Imagem: Andy Denzler
«Ou qual é a mulher que, tendo dez moedas, se perde uma, não acende a candeia, não varre a casa e não procura cuidadosamente até a encontrar? E, ao encontrá-la, convoca as amigas e vizinhas e diz: Alegrai-vos comigo, porque encontrei a moeda perdida.” Digo-vos: Assim há alegria entre os anjos de Deus por um só pecador que se converte.» (Lucas 15, 8-10)
Esta parábola aparece-nos no capítulo 15 do Evangelho de São Lucas e ombreia com outras duas, talvez mais conhecidas e utilizadas pela Liturgia, as parábolas da Ovelha Perdida e do Filho Pródigo. Por isso, este importante capítulo 15 é também chamado por alguns «o Evangelho dos perdidos».
A experiência de perda marca a nossa existência de várias formas. Perdemo-nos do Pai e da casa paterna. Perdemo-nos na fraternidade. Perdemo-nos no tempo e no redil. Perdemo-nos... Há um espiritual negro que canta: «Por vezes sinto-me perdido como criança sem mãe/Por vezes sinto-me perdido como criança sem mãe».
Ao fazermos o balanço [do tempo da Quaresma na nossa vida] assomam, naturalmente, ao nosso coração as suas perdas. Jesus ajuda-nos a encontrarmo-nos, sem disfarçar ou minorar o dramatismo dos nossos desencontros, mas mostrando que eles podem constituir oportunidades para «adentrar-se» no conhecimento de Deus e de nós próprios. Como Moisés, somos chamados a dizer: «Vou adentrar-me mais para ver melhor esta grande visão: por que razão não se consome a sarça?» (Ex 3,3).
O paradoxo do amor de Deus é este: pelas perdas ficámos a conhecer, por exemplo, até que ponto o pastor está disposto a ir para resgatar a ovelha perdida. Ele vasculha o mundo «até a encontrar» (Lc 15,4). E, quando a encontra, «põe-na alegremente aos ombros» (Lc 15,5). Ficámos com o inesquecível retrato daquele Pai que, literalmente, «cobre de beijos» (Lc 15,20) as feridas de amor de ambos os filhos.
Neste contexto, a pequena parábola de Lucas 15,18-10 tem um sabor especial. Diferentemente das outras, ela conta uma perda interior, quase íntima: há uma parte do tesouro que se perde dentro da própria casa.
Penso que, sem grandes explicações, todos sabemos o que é isso. Reparem: não perdemos tudo, nem a maior parte sequer. De dez moedas, a mulher perdeu uma. Quase não se dá por nada. Mas quem vive essa perda, percebe o que isso representa: um arrefecimento, um abrandamento, uma quebra na inteireza de vida, na unidade ampla do sim de amor que nos constitui.

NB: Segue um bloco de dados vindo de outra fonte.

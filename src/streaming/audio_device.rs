//! Audio device integration using rodio
//!
//! Maps the buffer-queue device contract onto a rodio [`Sink`]: buffers are
//! appended as finite PCM sources, completions fire from the mixer thread
//! when a source's samples are exhausted, and the stopped callback fires once
//! the sink has drained after a stop request.

use std::sync::atomic::{AtomicBool, Ordering};
use std::sync::{Arc, Weak};
use std::time::Duration;

use parking_lot::Mutex;
use rodio::{OutputStreamHandle, Sink, Source};

use crate::buffer::QueueBuffer;
use crate::device::{OutputQueue, QueueCallbacks};
use crate::format::PcmFormat;
use crate::{PlaybackError, Result};

/// One enqueued pool buffer, played as a finite rodio source.
///
/// The buffer is handed back to the scheduler through the completion
/// callback when the last sample has been consumed, never more than once.
struct BufferSource {
    buffer: Option<QueueBuffer>,
    /// Byte offset of the next sample within the occupied portion
    pos: usize,
    format: PcmFormat,
    callbacks: Option<Weak<dyn QueueCallbacks>>,
}

impl BufferSource {
    fn new(
        buffer: QueueBuffer,
        format: PcmFormat,
        callbacks: Option<Weak<dyn QueueCallbacks>>,
    ) -> Self {
        BufferSource {
            buffer: Some(buffer),
            pos: 0,
            format,
            callbacks,
        }
    }
}

impl Iterator for BufferSource {
    type Item = i16;

    fn next(&mut self) -> Option<i16> {
        if let Some(buffer) = self.buffer.as_ref() {
            let bytes = buffer.bytes();
            if self.pos + 2 <= bytes.len() {
                let sample = i16::from_ne_bytes([bytes[self.pos], bytes[self.pos + 1]]);
                self.pos += 2;
                return Some(sample);
            }
            // Played through; ownership of the buffer returns to the core
            if let Some(done) = self.buffer.take() {
                match self.callbacks.as_ref().and_then(Weak::upgrade) {
                    Some(callbacks) => callbacks.on_buffer_complete(done),
                    None => log::warn!(
                        "buffer {} completed with no callback receiver",
                        done.index()
                    ),
                }
            }
        }
        None
    }
}

impl Source for BufferSource {
    fn current_frame_len(&self) -> Option<usize> {
        None
    }

    fn channels(&self) -> u16 {
        self.format.channels
    }

    fn sample_rate(&self) -> u32 {
        self.format.sample_rate
    }

    fn total_duration(&self) -> Option<Duration> {
        None
    }
}

/// Buffer-queue playback device backed by a rodio sink.
///
/// The caller keeps the [`rodio::OutputStream`] alive for the lifetime of
/// the device. The sink starts paused; nothing plays until
/// [`OutputQueue::start`]. Completion and stopped callbacks are delivered on
/// threads owned by rodio and by this device, never on the caller's thread.
pub struct RodioQueue {
    sink: Arc<Sink>,
    format: PcmFormat,
    callbacks: Mutex<Option<Weak<dyn QueueCallbacks>>>,
    stop_watcher: AtomicBool,
}

impl RodioQueue {
    /// Create a paused playback device on the given output stream.
    ///
    /// # Errors
    ///
    /// Returns [`PlaybackError::Device`] when the sink cannot be created
    /// (no audio backend available).
    pub fn new(stream_handle: &OutputStreamHandle) -> Result<Self> {
        let sink = Sink::try_new(stream_handle)
            .map_err(|e| PlaybackError::Device(format!("failed to create audio sink: {e}")))?;
        sink.pause();

        Ok(RodioQueue {
            sink: Arc::new(sink),
            format: PcmFormat::default(),
            callbacks: Mutex::new(None),
            stop_watcher: AtomicBool::new(false),
        })
    }

    fn upgraded_callbacks(&self) -> Option<Arc<dyn QueueCallbacks>> {
        self.callbacks.lock().as_ref().and_then(Weak::upgrade)
    }
}

impl OutputQueue for RodioQueue {
    fn enqueue(&self, buffer: QueueBuffer) -> Result<()> {
        let callbacks = self.callbacks.lock().clone();
        if callbacks.is_none() {
            log::warn!(
                "buffer {} enqueued before callback registration and will not be returned",
                buffer.index()
            );
        }
        self.sink
            .append(BufferSource::new(buffer, self.format, callbacks));
        Ok(())
    }

    fn start(&self) -> Result<()> {
        self.sink.play();
        Ok(())
    }

    fn request_stop(&self, immediate: bool) -> Result<()> {
        if immediate {
            self.sink.stop();
            if let Some(callbacks) = self.upgraded_callbacks() {
                callbacks.on_device_stopped();
            }
            return Ok(());
        }

        // One watcher per device; it reports the halt once queued buffers
        // have drained
        if self.stop_watcher.swap(true, Ordering::AcqRel) {
            return Ok(());
        }
        let sink = Arc::clone(&self.sink);
        let callbacks = self.callbacks.lock().clone();
        std::thread::spawn(move || {
            sink.sleep_until_end();
            if let Some(callbacks) = callbacks.as_ref().and_then(Weak::upgrade) {
                callbacks.on_device_stopped();
            }
        });
        Ok(())
    }

    fn pause(&self) -> Result<()> {
        self.sink.pause();
        Ok(())
    }

    fn resume(&self) -> Result<()> {
        self.sink.play();
        Ok(())
    }

    fn set_volume(&self, volume: f32) -> Result<()> {
        self.sink.set_volume(volume);
        Ok(())
    }

    fn register_callbacks(&self, callbacks: &Arc<dyn QueueCallbacks>) {
        *self.callbacks.lock() = Some(Arc::downgrade(callbacks));
    }
}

É algo semelhante ao que o Espírito critica à Igreja de Éfeso, no livro do Apocalipse: «Conheço as tuas obras, as tuas fadigas e a tua constância... Tens constância, sofreste por causa de mim e não perdeste a coragem. No entanto, tenho uma coisa contra ti: abandonaste o teu primitivo amor» (Ap 2,2-4). Tendo perdido uma moeda, a vida continua, mas não da mesma maneira.
A maior parte das vezes, o nosso pecado não é apenas deixarmo-nos aprisionar a males concretos, mas é perdermos uma medida alta, exigente e vigilante, a medida profética e inteira do Reino em nós, e conformarmo-nos a isso, como se não nos fizesse realmente falta. Este é um problema espiritual típico de uma vida adulta, de um cristianismo avançado, em que nos espreitam as tentações do cinismo e do desleixo em relação ao «primitivo amor». Mais depressa nos pomos à procura de umas chaves ou de umas moedas que não sabemos onde param... Habituamo-nos, assim, a uma vida espiritual diminuída, amolecida, feita de meias tintas e de meias verdades, e falta-nos a ousadia das verdades inteiras. Desistimos momentaneamente de viver de Deus e de Deus só. Mas é isso que queremos?
Escreve a poeta Sophia de Mello Breyner Andresen: «Meia verdade é como habitar meio quarto/ Ganhar meio salário/ Como só ter direito/ A metade da vida.» De que nos alimentamos e como vivemos nós? Vida inteira ou meia vida?